Segment Open

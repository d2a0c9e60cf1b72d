//! HTTP client initialization.
//!
//! One `reqwest::Client` is built per run and shared by every check, so all
//! probes reuse the same connection pool.

use std::sync::Arc;
use std::time::Duration;

use reqwest::header::{HeaderMap, HeaderValue, ACCEPT, ACCEPT_LANGUAGE};
use reqwest::redirect::Policy;
use reqwest::ClientBuilder;

use crate::config::{
    BatchConfig, DEFAULT_ACCEPT, DEFAULT_ACCEPT_LANGUAGE, MAX_REDIRECT_HOPS,
    POOL_IDLE_TIMEOUT_SECS, POOL_MAX_IDLE_PER_HOST, TCP_CONNECT_TIMEOUT_SECS,
};
use crate::error_handling::InitializationError;
use crate::security::{check_host_safe, SafeResolver};

/// Initializes the HTTP client for a run.
///
/// Creates a `reqwest::Client` configured with:
/// - User-Agent, Accept, and Accept-Language headers
/// - Request timeout from the config; connect timeout capped at 5 seconds
/// - Redirect following (up to 10 hops)
/// - Connection pool tuning for many distinct hosts
/// - Certificate verification unless `verify_ssl` is false
/// - The private-address resolver when `block_private_resolution` is set
///
/// # Errors
///
/// Returns `InitializationError::HttpClientError` if the builder rejects the
/// configuration (for example an invalid User-Agent header value).
pub fn init_client(config: &BatchConfig) -> Result<reqwest::Client, InitializationError> {
    let mut headers = HeaderMap::new();
    headers.insert(ACCEPT, HeaderValue::from_static(DEFAULT_ACCEPT));
    headers.insert(
        ACCEPT_LANGUAGE,
        HeaderValue::from_static(DEFAULT_ACCEPT_LANGUAGE),
    );

    let timeout = config.timeout();
    let connect_timeout = timeout.min(Duration::from_secs(TCP_CONNECT_TIMEOUT_SECS));

    let mut builder = ClientBuilder::new()
        .timeout(timeout)
        .connect_timeout(connect_timeout)
        .user_agent(config.user_agent.clone())
        .default_headers(headers)
        .pool_idle_timeout(Duration::from_secs(POOL_IDLE_TIMEOUT_SECS))
        .pool_max_idle_per_host(POOL_MAX_IDLE_PER_HOST)
        .redirect(redirect_policy(config.block_private_resolution));

    if !config.verify_ssl {
        log::warn!("TLS certificate verification is DISABLED; use this only for testing");
        builder = builder.danger_accept_invalid_certs(true);
    }

    if config.block_private_resolution {
        builder = builder.dns_resolver(Arc::new(SafeResolver));
    }

    Ok(builder.build()?)
}

/// Follows up to `MAX_REDIRECT_HOPS` redirects. With `block_private` set,
/// redirects to internal hosts are refused as well, since literal IP targets
/// never reach the resolver.
fn redirect_policy(block_private: bool) -> Policy {
    if !block_private {
        return Policy::limited(MAX_REDIRECT_HOPS);
    }

    Policy::custom(|attempt| {
        if attempt.previous().len() > MAX_REDIRECT_HOPS {
            return attempt.error("too many redirects");
        }
        let unsafe_target = attempt
            .url()
            .host()
            .map(|host| check_host_safe(&host).is_err())
            .unwrap_or(true);
        if unsafe_target {
            let message = format!(
                "redirect to {} {}",
                attempt.url(),
                crate::error_handling::BLOCKED_ADDRESS_MARKER
            );
            return attempt.error(message);
        }
        attempt.follow()
    })
}

#[cfg(test)]
mod tests {
    use super::*;

    #[test]
    fn test_init_client_default_config() {
        assert!(init_client(&BatchConfig::default()).is_ok());
    }

    #[test]
    fn test_init_client_without_tls_verification() {
        let config = BatchConfig {
            verify_ssl: false,
            ..Default::default()
        };
        assert!(init_client(&config).is_ok());
    }

    #[test]
    fn test_init_client_with_safe_resolver() {
        let config = BatchConfig {
            block_private_resolution: true,
            ..Default::default()
        };
        assert!(init_client(&config).is_ok());
    }

    #[test]
    fn test_init_client_rejects_invalid_user_agent() {
        let config = BatchConfig {
            user_agent: "bad\nagent".to_string(),
            ..Default::default()
        };
        assert!(matches!(
            init_client(&config),
            Err(InitializationError::HttpClientError(_))
        ));
    }
}
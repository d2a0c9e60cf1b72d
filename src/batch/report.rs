//! End-of-run JSON report.

use std::fs;
use std::path::Path;

use log::info;
use serde_json::{json, Value};

use super::stats::ProcessingStats;
use crate::checker::CheckerRunStats;
use crate::config::BatchConfig;
use crate::error_handling::OutputError;
use crate::utils::now_millis;

/// Builds the report document.
pub fn generate_report(
    stats: &ProcessingStats,
    config: &BatchConfig,
    checker_stats: &CheckerRunStats,
) -> Value {
    json!({
        "processing_summary": {
            "total_input_urls": stats.total_input_urls,
            "processed_urls": stats.processed_urls,
            "active_websites": stats.active_websites,
            "inactive_websites": stats.inactive_websites,
            "error_websites": stats.error_websites,
            "success_rate": format!("{:.2}%", stats.success_rate()),
            "processing_time": format!("{:.2} minutes", stats.elapsed_time / 60.0),
            "processing_rate": format!("{:.2} URLs/second", stats.processing_rate),
        },
        "configuration": config,
        "checker_stats": checker_stats,
        "timestamp": now_millis(),
    })
}

/// Writes the report as pretty JSON.
pub fn write_report(
    path: &Path,
    stats: &ProcessingStats,
    config: &BatchConfig,
    checker_stats: &CheckerRunStats,
) -> Result<(), OutputError> {
    if let Some(parent) = path.parent().filter(|p| !p.as_os_str().is_empty()) {
        fs::create_dir_all(parent)?;
    }
    let report = generate_report(stats, config, checker_stats);
    fs::write(path, serde_json::to_string_pretty(&report)?)?;
    info!("Processing report saved to {}", path.display());
    Ok(())
}
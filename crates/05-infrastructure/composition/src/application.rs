//! 应用上下文与模块定义

use di_abstractions::{
    provide_class, ClassRef, Injectable, Instance, ProviderSpec, TokenResolver,
};
use di_impl::Injector;
use infrastructure_common::{DependencyResult, Token};
use std::any::Any;
use std::sync::Arc;

/// 模块定义
///
/// 模块自身作为类提供者注册到模块注入器中，`providers` 是模块私有的提供者。
#[derive(Debug, Clone)]
pub struct ModuleDef {
    name: String,
    class: ClassRef,
    providers: Vec<ProviderSpec>,
}

impl ModuleDef {
    /// 以类型引用创建模块
    pub fn new(class: ClassRef) -> Self {
        Self {
            name: class.type_info().short_name().to_string(),
            class,
            providers: Vec::new(),
        }
    }

    /// 由 [`Injectable`] 类型创建模块
    pub fn injectable<T: Injectable>() -> Self {
        Self::new(ClassRef::injectable::<T>())
    }

    /// 模块作用域名称，默认为类型名
    pub fn named(mut self, name: impl Into<String>) -> Self {
        self.name = name.into();
        self
    }

    /// 追加模块私有提供者
    pub fn provider(mut self, spec: ProviderSpec) -> Self {
        self.providers.push(spec);
        self
    }

    /// 追加一组模块私有提供者
    pub fn with_providers<I>(mut self, specs: I) -> Self
    where
        I: IntoIterator<Item = ProviderSpec>,
    {
        self.providers.extend(specs);
        self
    }

    pub fn name(&self) -> &str {
        &self.name
    }

    /// 模块类型的令牌
    pub fn token(&self) -> Token {
        self.class.token()
    }

    /// 模块注入器的完整提供者列表，模块类本身在最前
    pub(crate) fn into_providers(self) -> (String, Token, Vec<ProviderSpec>) {
        let token = self.token();
        let mut providers = Vec::with_capacity(self.providers.len() + 1);
        providers.push(provide_class(token.clone(), self.class));
        providers.extend(self.providers);
        (self.name, token, providers)
    }
}

/// 启动完成的应用
///
/// 持有根注入器的强引用，模块注入器和之后创建的子注入器依赖它保持父链完整。
#[derive(Debug)]
pub struct ApplicationContext {
    root: Arc<Injector>,
    module: Arc<Injector>,
    module_instance: Instance,
}

impl ApplicationContext {
    pub(crate) fn new(root: Arc<Injector>, module: Arc<Injector>, module_instance: Instance) -> Self {
        Self {
            root,
            module,
            module_instance,
        }
    }

    /// 根注入器
    pub fn root(&self) -> &Arc<Injector> {
        &self.root
    }

    /// 模块注入器
    pub fn module_injector(&self) -> &Arc<Injector> {
        &self.module
    }

    /// 启动时实例化的模块实例
    pub fn module_instance(&self) -> &Instance {
        &self.module_instance
    }

    /// 按具体类型取模块实例
    pub fn module_as<T: Any + Send + Sync>(&self) -> Option<Arc<T>> {
        Arc::clone(&self.module_instance).downcast::<T>().ok()
    }

    /// 在根注入器下创建新的模块注入器
    pub fn create_module_injector<I>(&self, providers: I) -> Arc<Injector>
    where
        I: IntoIterator<Item = ProviderSpec>,
    {
        self.root.create_child(providers)
    }

    /// 从模块注入器解析
    pub fn get_as<T: Any + Send + Sync>(&self, token: &Token) -> DependencyResult<Arc<T>> {
        self.module.get_as::<T>(token)
    }
}
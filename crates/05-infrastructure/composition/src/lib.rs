//! # 基础设施组合层
//!
//! 这个 crate 负责把根提供者、发现器和应用模块组合成一棵可运行的注入器树。
//!
//! ## 主要功能
//!
//! - **应用构建器**: 使用构建者模式收集根提供者和发现器
//! - **模块启动**: 创建模块注入器并立即实例化模块
//! - **日志初始化**: 按需安装 tracing 订阅器
//!
//! ## 基本使用
//!
//! ```rust,no_run
//! use di_abstractions::{provide_value, ClassRef, DependencyDescriptor};
//! use infrastructure_composition::{ApplicationBuilder, LoggingConfig, ModuleDef};
//! use std::sync::Arc;
//!
//! struct AppModule {
//!     port: Arc<u16>,
//! }
//!
//! fn main() -> Result<(), Box<dyn std::error::Error>> {
//!     let module = ModuleDef::new(
//!         ClassRef::new(|args| Ok(AppModule { port: args.get::<u16>(0)? }))
//!             .with_descriptor(DependencyDescriptor::new(["PORT"])),
//!     );
//!
//!     let app = ApplicationBuilder::new()
//!         .with_logging(LoggingConfig::development())
//!         .provide_root(provide_value("PORT", 8080_u16))
//!         .bootstrap(module)?;
//!
//!     if let Some(module) = app.module_as::<AppModule>() {
//!         println!("监听端口: {}", module.port);
//!     }
//!     Ok(())
//! }
//! ```

pub mod application;
pub mod builder;

// 重新导出主要类型
pub use application::{ApplicationContext, ModuleDef};
pub use builder::{ApplicationBuilder, LoggingConfig};

// 重新导出错误类型
pub use infrastructure_common::InfrastructureError;
//! 提供者发现抽象接口
//!
//! 目录扫描、约定发现等过程在引擎之外进行，它们只需要产出一组 [`ProviderSpec`]。

use crate::provider::ProviderSpec;
use infrastructure_common::InfrastructureError;

/// 提供者发现器 trait
pub trait ProviderDiscovery: Send + Sync {
    /// 获取发现器名称
    fn name(&self) -> &str;

    /// 发现提供者
    fn discover(&self) -> Result<Vec<ProviderSpec>, InfrastructureError>;
}

/// 固定列表发现器
#[derive(Debug, Clone)]
pub struct StaticDiscovery {
    name: String,
    providers: Vec<ProviderSpec>,
}

impl StaticDiscovery {
    pub fn new(name: impl Into<String>, providers: Vec<ProviderSpec>) -> Self {
        Self {
            name: name.into(),
            providers,
        }
    }
}

impl ProviderDiscovery for StaticDiscovery {
    fn name(&self) -> &str {
        &self.name
    }

    fn discover(&self) -> Result<Vec<ProviderSpec>, InfrastructureError> {
        Ok(self.providers.clone())
    }
}
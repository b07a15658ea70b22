//! 注入器实现
//!
//! 注入器是作用域树上的节点：独占自己的注册表和单例缓存，只以弱引用指向父注入器。

use crate::descriptors::DescriptorTable;
use crate::registry::ProviderRegistry;
use di_abstractions::{
    DescriptorSource, InjectorConfig, InjectorStats, LookupScope, ProviderSpec, Resolution,
    ResolveContext, ResolveOptions, TokenResolver,
};
use dashmap::DashMap;
use infrastructure_common::{DependencyResult, Scope, Token};
use std::sync::atomic::{AtomicUsize, Ordering};
use std::sync::{Arc, Weak};
use tracing::{debug, info, warn};
use uuid::Uuid;

/// 缓存槽：按胜出提供者的来源区分，而不是按查找修饰符
///
/// 不同修饰符选中同一个提供者时共享同一个单例。
#[derive(Debug, Clone, Copy, PartialEq, Eq, Hash)]
pub(crate) enum CacheSlot {
    /// 单个提供者，记录提供它的作用域
    Provider(Uuid),
    /// 多提供者集合，记录收集到的最近和最远作用域
    Multi { nearest: Uuid, farthest: Uuid },
}

/// 缓存键
#[derive(Debug, Clone, PartialEq, Eq, Hash)]
pub(crate) struct CacheKey {
    pub(crate) token: Token,
    pub(crate) slot: CacheSlot,
}

/// 解析计数
#[derive(Debug, Default)]
pub(crate) struct Counters {
    pub(crate) resolutions: AtomicUsize,
    pub(crate) cache_hits: AtomicUsize,
    pub(crate) resolution_errors: AtomicUsize,
}

/// 注入器
pub struct Injector {
    pub(crate) scope: Scope,
    pub(crate) registry: ProviderRegistry,
    pub(crate) cache: DashMap<CacheKey, Resolution>,
    pub(crate) parent: Option<Weak<Injector>>,
    pub(crate) descriptors: Arc<dyn DescriptorSource>,
    pub(crate) config: InjectorConfig,
    pub(crate) counters: Counters,
}

impl Injector {
    /// 创建根注入器
    pub fn new<I>(providers: I) -> Arc<Self>
    where
        I: IntoIterator<Item = ProviderSpec>,
    {
        Self::builder().providers(providers).build()
    }

    /// 创建以 `parent` 为父的注入器
    pub fn with_parent<I>(providers: I, parent: &Arc<Self>) -> Arc<Self>
    where
        I: IntoIterator<Item = ProviderSpec>,
    {
        Self::builder().providers(providers).parent(parent).build()
    }

    /// 注入器构建器
    pub fn builder() -> InjectorBuilder {
        InjectorBuilder::new()
    }

    /// 创建子注入器，子注入器的提供者对父注入器和兄弟注入器不可见
    pub fn create_child<I>(self: &Arc<Self>, providers: I) -> Arc<Self>
    where
        I: IntoIterator<Item = ProviderSpec>,
    {
        Self::with_parent(providers, self)
    }

    /// 创建具名子注入器
    pub fn create_named_child<I>(self: &Arc<Self>, name: impl Into<String>, providers: I) -> Arc<Self>
    where
        I: IntoIterator<Item = ProviderSpec>,
    {
        Self::builder()
            .name(name)
            .providers(providers)
            .parent(self)
            .build()
    }

    /// 父注入器；父注入器已被释放时返回 `None`
    pub fn parent(&self) -> Option<Arc<Self>> {
        let parent = self.parent.as_ref()?;
        let upgraded = parent.upgrade();
        if upgraded.is_none() {
            warn!("父注入器已释放，作用域 {} 的查找止于本级", self.scope.name);
        }
        upgraded
    }

    pub fn scope(&self) -> &Scope {
        &self.scope
    }

    pub fn config(&self) -> &InjectorConfig {
        &self.config
    }

    /// 描述符来源（子注入器共享）
    pub fn descriptors(&self) -> &Arc<dyn DescriptorSource> {
        &self.descriptors
    }

    /// 本级是否注册了令牌
    pub fn has_provider(&self, token: &Token) -> bool {
        self.registry.contains(token)
    }

    /// 本级已注册的令牌
    pub fn registered_tokens(&self) -> Vec<Token> {
        self.registry.tokens().cloned().collect()
    }

    /// 本级是否已缓存令牌（无修饰符查找）
    pub fn is_cached(&self, token: &Token) -> bool {
        let levels = self.collect_levels(token, LookupScope::Chain);
        CacheKey::for_levels(token, &levels).is_some_and(|key| self.cache.contains_key(&key))
    }

    /// 统计信息快照
    pub fn stats(&self) -> InjectorStats {
        InjectorStats {
            registered_providers: self.registry.len(),
            cached_entries: self.cache.len(),
            resolutions: self.counters.resolutions.load(Ordering::Relaxed),
            cache_hits: self.counters.cache_hits.load(Ordering::Relaxed),
            resolution_errors: self.counters.resolution_errors.load(Ordering::Relaxed),
        }
    }

    pub(crate) fn count(&self, counter: &AtomicUsize) {
        if self.config.enable_statistics {
            counter.fetch_add(1, Ordering::Relaxed);
        }
    }
}

impl std::fmt::Debug for Injector {
    fn fmt(&self, f: &mut std::fmt::Formatter<'_>) -> std::fmt::Result {
        f.debug_struct("Injector")
            .field("scope", &self.scope.name)
            .field("providers", &self.registry.len())
            .field("cached", &self.cache.len())
            .field("has_parent", &self.parent.is_some())
            .finish()
    }
}

impl TokenResolver for Injector {
    fn resolve(
        &self,
        token: &Token,
        options: &ResolveOptions,
        context: &mut ResolveContext,
    ) -> DependencyResult<Resolution> {
        self.resolve_token(token, options, context)
    }

    fn get_with(&self, token: &Token, options: &ResolveOptions) -> DependencyResult<Resolution> {
        let mut context = ResolveContext::new(&self.config);
        self.resolve_token(token, options, &mut context)
    }

    fn can_resolve(&self, token: &Token) -> bool {
        !self.collect_providers(token, LookupScope::Chain).is_empty()
    }
}

/// 注入器构建器
#[derive(Default)]
pub struct InjectorBuilder {
    name: Option<String>,
    providers: Vec<ProviderSpec>,
    parent: Option<Arc<Injector>>,
    descriptors: Option<Arc<dyn DescriptorSource>>,
    config: Option<InjectorConfig>,
}

impl InjectorBuilder {
    pub fn new() -> Self {
        Self::default()
    }

    /// 作用域名称
    pub fn name(mut self, name: impl Into<String>) -> Self {
        self.name = Some(name.into());
        self
    }

    /// 追加一个提供者
    pub fn provider(mut self, spec: ProviderSpec) -> Self {
        self.providers.push(spec);
        self
    }

    /// 追加一组提供者
    pub fn providers<I>(mut self, specs: I) -> Self
    where
        I: IntoIterator<Item = ProviderSpec>,
    {
        self.providers.extend(specs);
        self
    }

    pub fn parent(mut self, parent: &Arc<Injector>) -> Self {
        self.parent = Some(Arc::clone(parent));
        self
    }

    /// 描述符来源；未指定时继承父注入器，根注入器使用空表
    pub fn descriptors(mut self, descriptors: Arc<dyn DescriptorSource>) -> Self {
        self.descriptors = Some(descriptors);
        self
    }

    /// 配置；未指定时继承父注入器，根注入器使用默认配置
    pub fn config(mut self, config: InjectorConfig) -> Self {
        self.config = Some(config);
        self
    }

    /// 构建注入器
    pub fn build(self) -> Arc<Injector> {
        let registry = ProviderRegistry::from_specs(self.providers);

        let injector = match self.parent {
            Some(parent) => {
                let scope = parent
                    .scope
                    .child(self.name.unwrap_or_else(|| format!("child{}", parent.scope.depth + 1)));
                debug!("创建子注入器: {} ({} 个提供者)", scope.name, registry.len());
                Injector {
                    scope,
                    registry,
                    cache: DashMap::new(),
                    parent: Some(Arc::downgrade(&parent)),
                    descriptors: self
                        .descriptors
                        .unwrap_or_else(|| Arc::clone(&parent.descriptors)),
                    config: self.config.unwrap_or_else(|| parent.config.clone()),
                    counters: Counters::default(),
                }
            }
            None => {
                let scope = self.name.map_or_else(Scope::root, Scope::new);
                info!("创建根注入器: {} ({} 个提供者)", scope.name, registry.len());
                Injector {
                    scope,
                    registry,
                    cache: DashMap::new(),
                    parent: None,
                    descriptors: self
                        .descriptors
                        .unwrap_or_else(|| Arc::new(DescriptorTable::new())),
                    config: self.config.unwrap_or_default(),
                    counters: Counters::default(),
                }
            }
        };

        Arc::new(injector)
    }
}
//! 令牌解析接口
//!
//! 定义解析结果、解析选项、构造参数以及用于检测循环依赖的解析上下文。

use crate::config::InjectorConfig;
use crate::descriptor::{InjectFlags, LookupScope};
use crate::provider::Instance;
use infrastructure_common::{DependencyError, DependencyResult, Token};
use std::any::Any;
use std::sync::Arc;

/// 解析结果
#[derive(Clone)]
pub enum Resolution {
    /// 单个实例
    Single(Instance),
    /// 多提供者集合，最近的作用域在前
    Multi(Vec<Instance>),
    /// 可选依赖缺失
    Absent,
}

impl Resolution {
    pub fn is_absent(&self) -> bool {
        matches!(self, Self::Absent)
    }

    pub fn as_single(&self) -> Option<&Instance> {
        match self {
            Self::Single(instance) => Some(instance),
            _ => None,
        }
    }

    /// 展开为实例列表；单个实例视为一个元素，缺失视为空
    pub fn instances(&self) -> Vec<Instance> {
        match self {
            Self::Single(instance) => vec![instance.clone()],
            Self::Multi(instances) => instances.clone(),
            Self::Absent => Vec::new(),
        }
    }

    /// 转换为具体类型的单个实例
    pub fn downcast<T: Any + Send + Sync>(&self, token: &Token) -> DependencyResult<Arc<T>> {
        match self {
            Self::Single(instance) => downcast_instance(instance, token),
            Self::Multi(_) | Self::Absent => Err(DependencyError::type_mismatch::<T>(token)),
        }
    }

    /// 转换为可选实例
    pub fn downcast_optional<T: Any + Send + Sync>(
        &self,
        token: &Token,
    ) -> DependencyResult<Option<Arc<T>>> {
        match self {
            Self::Absent => Ok(None),
            other => other.downcast(token).map(Some),
        }
    }

    /// 转换为实例列表
    pub fn downcast_all<T: Any + Send + Sync>(&self, token: &Token) -> DependencyResult<Vec<Arc<T>>> {
        self.instances()
            .iter()
            .map(|instance| downcast_instance(instance, token))
            .collect()
    }

    /// 指针相等
    pub fn ptr_eq(&self, other: &Self) -> bool {
        match (self, other) {
            (Self::Single(a), Self::Single(b)) => Arc::ptr_eq(a, b),
            (Self::Multi(a), Self::Multi(b)) => {
                a.len() == b.len() && a.iter().zip(b).all(|(x, y)| Arc::ptr_eq(x, y))
            }
            (Self::Absent, Self::Absent) => true,
            _ => false,
        }
    }
}

impl std::fmt::Debug for Resolution {
    fn fmt(&self, f: &mut std::fmt::Formatter<'_>) -> std::fmt::Result {
        match self {
            Self::Single(_) => f.write_str("Single(<instance>)"),
            Self::Multi(instances) => write!(f, "Multi(<{} instances>)", instances.len()),
            Self::Absent => f.write_str("Absent"),
        }
    }
}

fn downcast_instance<T: Any + Send + Sync>(
    instance: &Instance,
    token: &Token,
) -> DependencyResult<Arc<T>> {
    instance
        .clone()
        .downcast::<T>()
        .map_err(|_| DependencyError::type_mismatch::<T>(token))
}

/// 已解析的构造参数
///
/// 按描述符顺序保存每个参数的令牌和解析结果。
#[derive(Debug, Clone)]
pub struct ResolvedArgs {
    target: Token,
    params: Vec<(Token, Resolution)>,
}

impl ResolvedArgs {
    pub fn new(target: Token, params: Vec<(Token, Resolution)>) -> Self {
        Self { target, params }
    }

    /// 无参数
    pub fn empty(target: Token) -> Self {
        Self::new(target, Vec::new())
    }

    /// 正在构造的目标
    pub fn target(&self) -> &Token {
        &self.target
    }

    pub fn len(&self) -> usize {
        self.params.len()
    }

    pub fn is_empty(&self) -> bool {
        self.params.is_empty()
    }

    /// 原始解析结果
    pub fn resolution(&self, index: usize) -> DependencyResult<&Resolution> {
        self.params
            .get(index)
            .map(|(_, resolution)| resolution)
            .ok_or_else(|| DependencyError::MissingArgument {
                token: self.target.clone(),
                index,
            })
    }

    fn param(&self, index: usize) -> DependencyResult<&(Token, Resolution)> {
        self.params
            .get(index)
            .ok_or_else(|| DependencyError::MissingArgument {
                token: self.target.clone(),
                index,
            })
    }

    /// 第 `index` 个参数
    pub fn get<T: Any + Send + Sync>(&self, index: usize) -> DependencyResult<Arc<T>> {
        let (token, resolution) = self.param(index)?;
        resolution.downcast(token)
    }

    /// 第 `index` 个可选参数
    pub fn optional<T: Any + Send + Sync>(&self, index: usize) -> DependencyResult<Option<Arc<T>>> {
        let (token, resolution) = self.param(index)?;
        resolution.downcast_optional(token)
    }

    /// 第 `index` 个多提供者参数
    pub fn all<T: Any + Send + Sync>(&self, index: usize) -> DependencyResult<Vec<Arc<T>>> {
        let (token, resolution) = self.param(index)?;
        resolution.downcast_all(token)
    }
}

/// 解析选项
#[derive(Clone, Default)]
pub struct ResolveOptions {
    pub flags: InjectFlags,
    /// 找不到提供者时返回的缺省值
    pub default_value: Option<Instance>,
}

impl ResolveOptions {
    pub fn new() -> Self {
        Self::default()
    }

    pub fn from_flags(flags: InjectFlags) -> Self {
        Self {
            flags,
            default_value: None,
        }
    }

    pub fn optional(mut self) -> Self {
        self.flags.optional = true;
        self
    }

    pub fn self_only(mut self) -> Self {
        self.flags.self_only = true;
        self
    }

    pub fn skip_self(mut self) -> Self {
        self.flags.skip_self = true;
        self
    }

    pub fn host(mut self) -> Self {
        self.flags.host = true;
        self
    }

    /// 设置缺省值
    pub fn with_default<T: Send + Sync + 'static>(self, value: T) -> Self {
        self.with_default_instance(Arc::new(value))
    }

    pub fn with_default_instance(mut self, instance: Instance) -> Self {
        self.default_value = Some(instance);
        self
    }

    pub fn lookup(&self) -> LookupScope {
        self.flags.lookup()
    }
}

impl std::fmt::Debug for ResolveOptions {
    fn fmt(&self, f: &mut std::fmt::Formatter<'_>) -> std::fmt::Result {
        f.debug_struct("ResolveOptions")
            .field("flags", &self.flags)
            .field("has_default", &self.default_value.is_some())
            .finish()
    }
}

/// 解析帧：某个注入器上解析某个令牌，以胜出提供者所在的作用域区分
///
/// 同一令牌经 `skip_self` 取到父级提供者不算重入；取到同一个提供者才算。
#[derive(Debug, Clone, PartialEq, Eq)]
pub struct ResolutionFrame {
    pub scope_id: uuid::Uuid,
    pub token: Token,
    /// 提供者所在作用域；没有候选时为 `None`
    pub origin: Option<uuid::Uuid>,
}

/// 解析上下文
#[derive(Debug, Clone)]
pub struct ResolveContext {
    /// 当前解析链，用于检测循环依赖
    pub resolution_chain: Vec<ResolutionFrame>,
    detect_cycles: bool,
    max_depth: usize,
}

impl ResolveContext {
    /// 按注入器配置创建上下文
    pub fn new(config: &InjectorConfig) -> Self {
        Self {
            resolution_chain: Vec::new(),
            detect_cycles: config.enable_circular_dependency_detection,
            max_depth: config.max_resolution_depth,
        }
    }

    pub fn depth(&self) -> usize {
        self.resolution_chain.len()
    }

    /// 添加帧到解析链
    pub fn push_frame(&mut self, frame: ResolutionFrame) -> DependencyResult<()> {
        if self.detect_cycles && self.resolution_chain.contains(&frame) {
            let chain = self
                .resolution_chain
                .iter()
                .skip_while(|f| **f != frame)
                .map(|f| f.token.to_string())
                .chain(std::iter::once(frame.token.to_string()))
                .collect::<Vec<_>>()
                .join(" -> ");
            return Err(DependencyError::CircularDependency {
                dependency_chain: chain,
            });
        }
        if self.resolution_chain.len() >= self.max_depth {
            return Err(DependencyError::ResolutionDepthExceeded {
                token: frame.token,
                max_depth: self.max_depth,
            });
        }
        self.resolution_chain.push(frame);
        Ok(())
    }

    /// 从解析链中移除最后一帧
    pub fn pop_frame(&mut self) {
        self.resolution_chain.pop();
    }
}

impl Default for ResolveContext {
    fn default() -> Self {
        Self::new(&InjectorConfig::default())
    }
}

/// 令牌解析器 trait
pub trait TokenResolver: Send + Sync {
    /// 在给定上下文中解析令牌
    fn resolve(
        &self,
        token: &Token,
        options: &ResolveOptions,
        context: &mut ResolveContext,
    ) -> DependencyResult<Resolution>;

    /// 以新的上下文解析令牌
    fn get_with(&self, token: &Token, options: &ResolveOptions) -> DependencyResult<Resolution>;

    /// 在允许的链上是否存在提供者
    fn can_resolve(&self, token: &Token) -> bool;

    /// 无修饰符解析
    fn get(&self, token: &Token) -> DependencyResult<Resolution> {
        self.get_with(token, &ResolveOptions::default())
    }

    /// 解析为具体类型
    fn get_as<T: Any + Send + Sync>(&self, token: &Token) -> DependencyResult<Arc<T>>
    where
        Self: Sized,
    {
        self.get(token)?.downcast(token)
    }

    /// 解析为实例列表（多提供者）
    fn get_all<T: Any + Send + Sync>(&self, token: &Token) -> DependencyResult<Vec<Arc<T>>>
    where
        Self: Sized,
    {
        self.get(token)?.downcast_all(token)
    }

    /// 可选解析，找不到时返回 `None`
    fn get_optional<T: Any + Send + Sync>(&self, token: &Token) -> DependencyResult<Option<Arc<T>>>
    where
        Self: Sized,
    {
        self.get_with(token, &ResolveOptions::new().optional())?
            .downcast_optional(token)
    }
}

Segment Closed

### Task instructions
Number of lines above containing the word "path": state it and add nothing else.

### Answer to this problem
5